### What you should do
Whichever lines of the entries hold the word "persisted" should be identified and copied.

[Records from a data collection]
**********

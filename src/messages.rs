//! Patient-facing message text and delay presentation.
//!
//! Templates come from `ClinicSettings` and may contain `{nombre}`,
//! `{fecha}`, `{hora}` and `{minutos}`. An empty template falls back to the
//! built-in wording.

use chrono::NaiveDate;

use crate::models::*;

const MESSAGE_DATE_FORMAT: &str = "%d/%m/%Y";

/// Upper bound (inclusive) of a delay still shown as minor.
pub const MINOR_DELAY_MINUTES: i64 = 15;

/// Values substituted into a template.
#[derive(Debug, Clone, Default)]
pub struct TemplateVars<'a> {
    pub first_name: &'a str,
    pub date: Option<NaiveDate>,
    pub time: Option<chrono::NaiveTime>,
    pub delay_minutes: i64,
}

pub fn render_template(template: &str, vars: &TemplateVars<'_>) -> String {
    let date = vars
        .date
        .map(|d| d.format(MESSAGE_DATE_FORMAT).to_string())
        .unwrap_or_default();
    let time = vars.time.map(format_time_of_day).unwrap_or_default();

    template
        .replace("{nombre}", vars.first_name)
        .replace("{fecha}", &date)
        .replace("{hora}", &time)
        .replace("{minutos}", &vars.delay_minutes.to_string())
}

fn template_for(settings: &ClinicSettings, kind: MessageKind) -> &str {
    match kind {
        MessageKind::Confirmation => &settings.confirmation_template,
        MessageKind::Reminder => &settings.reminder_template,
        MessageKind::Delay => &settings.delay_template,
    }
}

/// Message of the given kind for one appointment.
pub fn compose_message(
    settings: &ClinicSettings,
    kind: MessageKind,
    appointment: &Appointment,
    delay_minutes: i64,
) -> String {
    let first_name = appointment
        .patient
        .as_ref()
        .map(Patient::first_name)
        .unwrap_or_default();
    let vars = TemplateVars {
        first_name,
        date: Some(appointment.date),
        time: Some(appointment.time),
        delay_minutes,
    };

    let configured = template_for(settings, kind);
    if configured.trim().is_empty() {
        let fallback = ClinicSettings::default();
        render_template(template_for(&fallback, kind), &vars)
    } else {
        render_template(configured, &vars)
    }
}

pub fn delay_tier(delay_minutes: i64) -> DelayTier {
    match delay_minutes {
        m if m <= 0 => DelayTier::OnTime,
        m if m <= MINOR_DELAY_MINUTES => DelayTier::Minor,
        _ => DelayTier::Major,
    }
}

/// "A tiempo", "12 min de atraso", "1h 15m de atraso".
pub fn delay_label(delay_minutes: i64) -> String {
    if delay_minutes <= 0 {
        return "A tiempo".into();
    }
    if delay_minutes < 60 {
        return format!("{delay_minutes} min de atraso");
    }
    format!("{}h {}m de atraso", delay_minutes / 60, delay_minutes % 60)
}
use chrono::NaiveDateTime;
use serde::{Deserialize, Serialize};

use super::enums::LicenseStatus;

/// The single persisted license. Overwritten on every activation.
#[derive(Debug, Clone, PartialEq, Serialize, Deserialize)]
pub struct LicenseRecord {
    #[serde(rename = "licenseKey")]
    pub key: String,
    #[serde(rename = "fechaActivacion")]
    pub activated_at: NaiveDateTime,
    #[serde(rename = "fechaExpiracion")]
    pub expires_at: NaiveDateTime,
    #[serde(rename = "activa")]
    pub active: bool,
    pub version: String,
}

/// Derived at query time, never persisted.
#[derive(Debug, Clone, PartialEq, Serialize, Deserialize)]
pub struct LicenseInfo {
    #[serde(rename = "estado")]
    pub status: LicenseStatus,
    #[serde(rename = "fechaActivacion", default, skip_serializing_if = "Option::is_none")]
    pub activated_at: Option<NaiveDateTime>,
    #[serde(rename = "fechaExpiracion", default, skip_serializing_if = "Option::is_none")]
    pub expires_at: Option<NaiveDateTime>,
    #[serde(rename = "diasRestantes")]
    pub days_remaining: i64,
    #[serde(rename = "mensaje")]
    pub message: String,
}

**********

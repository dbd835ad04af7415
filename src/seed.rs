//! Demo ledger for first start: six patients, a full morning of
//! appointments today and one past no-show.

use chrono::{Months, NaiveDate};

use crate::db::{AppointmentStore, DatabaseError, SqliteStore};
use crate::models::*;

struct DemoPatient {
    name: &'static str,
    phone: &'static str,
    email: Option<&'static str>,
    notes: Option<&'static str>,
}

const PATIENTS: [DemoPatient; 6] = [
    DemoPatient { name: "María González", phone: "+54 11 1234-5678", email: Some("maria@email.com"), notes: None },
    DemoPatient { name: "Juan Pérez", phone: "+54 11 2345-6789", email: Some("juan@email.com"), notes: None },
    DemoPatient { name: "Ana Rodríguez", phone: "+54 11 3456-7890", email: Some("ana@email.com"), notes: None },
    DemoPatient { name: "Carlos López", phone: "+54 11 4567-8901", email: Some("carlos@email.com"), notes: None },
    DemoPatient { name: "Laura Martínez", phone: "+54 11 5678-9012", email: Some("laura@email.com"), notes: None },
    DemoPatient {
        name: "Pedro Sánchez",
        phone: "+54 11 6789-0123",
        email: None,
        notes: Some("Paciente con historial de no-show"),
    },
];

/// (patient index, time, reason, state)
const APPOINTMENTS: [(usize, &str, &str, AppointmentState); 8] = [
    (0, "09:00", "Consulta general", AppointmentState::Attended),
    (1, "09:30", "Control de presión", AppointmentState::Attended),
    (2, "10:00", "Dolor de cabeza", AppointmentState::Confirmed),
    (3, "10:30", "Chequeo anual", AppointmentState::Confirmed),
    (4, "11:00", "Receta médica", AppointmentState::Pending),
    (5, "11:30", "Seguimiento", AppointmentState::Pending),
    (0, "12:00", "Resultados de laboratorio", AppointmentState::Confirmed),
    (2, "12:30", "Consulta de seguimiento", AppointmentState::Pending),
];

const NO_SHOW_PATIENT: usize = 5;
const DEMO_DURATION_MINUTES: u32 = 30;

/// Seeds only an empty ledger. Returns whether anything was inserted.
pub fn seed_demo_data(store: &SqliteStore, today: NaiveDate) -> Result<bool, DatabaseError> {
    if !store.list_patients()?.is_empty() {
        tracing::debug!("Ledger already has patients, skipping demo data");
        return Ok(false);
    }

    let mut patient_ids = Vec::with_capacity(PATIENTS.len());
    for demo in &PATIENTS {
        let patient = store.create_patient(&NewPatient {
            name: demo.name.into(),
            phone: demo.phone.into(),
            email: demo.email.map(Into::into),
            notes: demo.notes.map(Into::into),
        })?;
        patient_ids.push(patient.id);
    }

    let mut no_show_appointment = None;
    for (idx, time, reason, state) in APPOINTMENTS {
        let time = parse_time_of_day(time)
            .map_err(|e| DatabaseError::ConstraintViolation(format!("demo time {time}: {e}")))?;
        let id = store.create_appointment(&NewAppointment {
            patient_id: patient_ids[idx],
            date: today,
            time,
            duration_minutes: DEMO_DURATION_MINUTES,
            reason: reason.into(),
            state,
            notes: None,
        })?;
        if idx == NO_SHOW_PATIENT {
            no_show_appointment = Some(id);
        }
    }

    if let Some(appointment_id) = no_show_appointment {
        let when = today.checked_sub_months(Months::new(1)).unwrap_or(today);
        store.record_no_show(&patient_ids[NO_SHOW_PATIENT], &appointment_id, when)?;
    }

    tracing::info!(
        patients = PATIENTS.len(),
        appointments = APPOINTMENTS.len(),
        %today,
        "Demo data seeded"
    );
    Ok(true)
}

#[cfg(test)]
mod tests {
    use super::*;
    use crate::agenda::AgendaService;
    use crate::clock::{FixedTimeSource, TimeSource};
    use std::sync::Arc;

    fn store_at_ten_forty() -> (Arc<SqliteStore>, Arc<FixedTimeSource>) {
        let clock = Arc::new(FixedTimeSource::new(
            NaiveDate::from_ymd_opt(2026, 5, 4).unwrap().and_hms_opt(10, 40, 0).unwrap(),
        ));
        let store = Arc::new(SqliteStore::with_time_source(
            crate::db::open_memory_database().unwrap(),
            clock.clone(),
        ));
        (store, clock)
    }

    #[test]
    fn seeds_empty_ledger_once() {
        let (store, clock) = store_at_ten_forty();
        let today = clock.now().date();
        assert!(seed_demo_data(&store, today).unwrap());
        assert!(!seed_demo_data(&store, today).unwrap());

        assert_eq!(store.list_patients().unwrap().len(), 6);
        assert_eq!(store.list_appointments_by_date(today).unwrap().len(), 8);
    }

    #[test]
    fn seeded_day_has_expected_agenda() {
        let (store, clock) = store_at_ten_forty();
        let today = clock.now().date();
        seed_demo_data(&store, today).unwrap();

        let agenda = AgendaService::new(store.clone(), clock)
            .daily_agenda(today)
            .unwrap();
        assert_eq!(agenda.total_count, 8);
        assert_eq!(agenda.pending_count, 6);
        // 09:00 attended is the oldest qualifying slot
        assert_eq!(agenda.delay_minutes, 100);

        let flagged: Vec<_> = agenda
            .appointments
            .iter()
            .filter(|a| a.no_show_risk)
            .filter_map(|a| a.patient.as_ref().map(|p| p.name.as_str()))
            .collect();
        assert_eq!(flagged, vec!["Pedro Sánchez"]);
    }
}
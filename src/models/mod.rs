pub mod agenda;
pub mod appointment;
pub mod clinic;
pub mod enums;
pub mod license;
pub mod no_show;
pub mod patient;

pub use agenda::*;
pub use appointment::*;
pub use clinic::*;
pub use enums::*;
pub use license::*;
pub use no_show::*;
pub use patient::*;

**********

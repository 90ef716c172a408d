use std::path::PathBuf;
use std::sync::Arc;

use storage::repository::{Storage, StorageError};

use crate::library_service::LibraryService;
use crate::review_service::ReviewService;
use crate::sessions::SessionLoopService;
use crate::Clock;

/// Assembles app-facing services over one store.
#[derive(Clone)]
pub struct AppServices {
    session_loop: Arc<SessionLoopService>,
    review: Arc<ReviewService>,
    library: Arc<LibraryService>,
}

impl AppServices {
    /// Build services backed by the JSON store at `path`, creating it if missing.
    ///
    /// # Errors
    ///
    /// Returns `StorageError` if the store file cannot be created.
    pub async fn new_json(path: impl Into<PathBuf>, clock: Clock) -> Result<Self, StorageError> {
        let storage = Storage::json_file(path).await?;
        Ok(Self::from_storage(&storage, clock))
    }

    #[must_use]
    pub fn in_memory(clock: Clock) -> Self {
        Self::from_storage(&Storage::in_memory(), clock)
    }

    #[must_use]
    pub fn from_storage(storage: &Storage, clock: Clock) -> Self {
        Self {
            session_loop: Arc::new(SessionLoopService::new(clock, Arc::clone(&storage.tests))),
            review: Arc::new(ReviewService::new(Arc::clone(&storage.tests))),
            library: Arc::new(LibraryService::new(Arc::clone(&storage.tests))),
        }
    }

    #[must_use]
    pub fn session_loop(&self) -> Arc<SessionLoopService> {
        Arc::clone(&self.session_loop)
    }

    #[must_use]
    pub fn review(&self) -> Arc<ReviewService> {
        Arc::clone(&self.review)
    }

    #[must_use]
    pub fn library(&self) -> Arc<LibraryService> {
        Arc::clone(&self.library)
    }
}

**********

### Your solution
/// The single persisted license. Overwritten on every activation.
/// Derived at query time, never persisted.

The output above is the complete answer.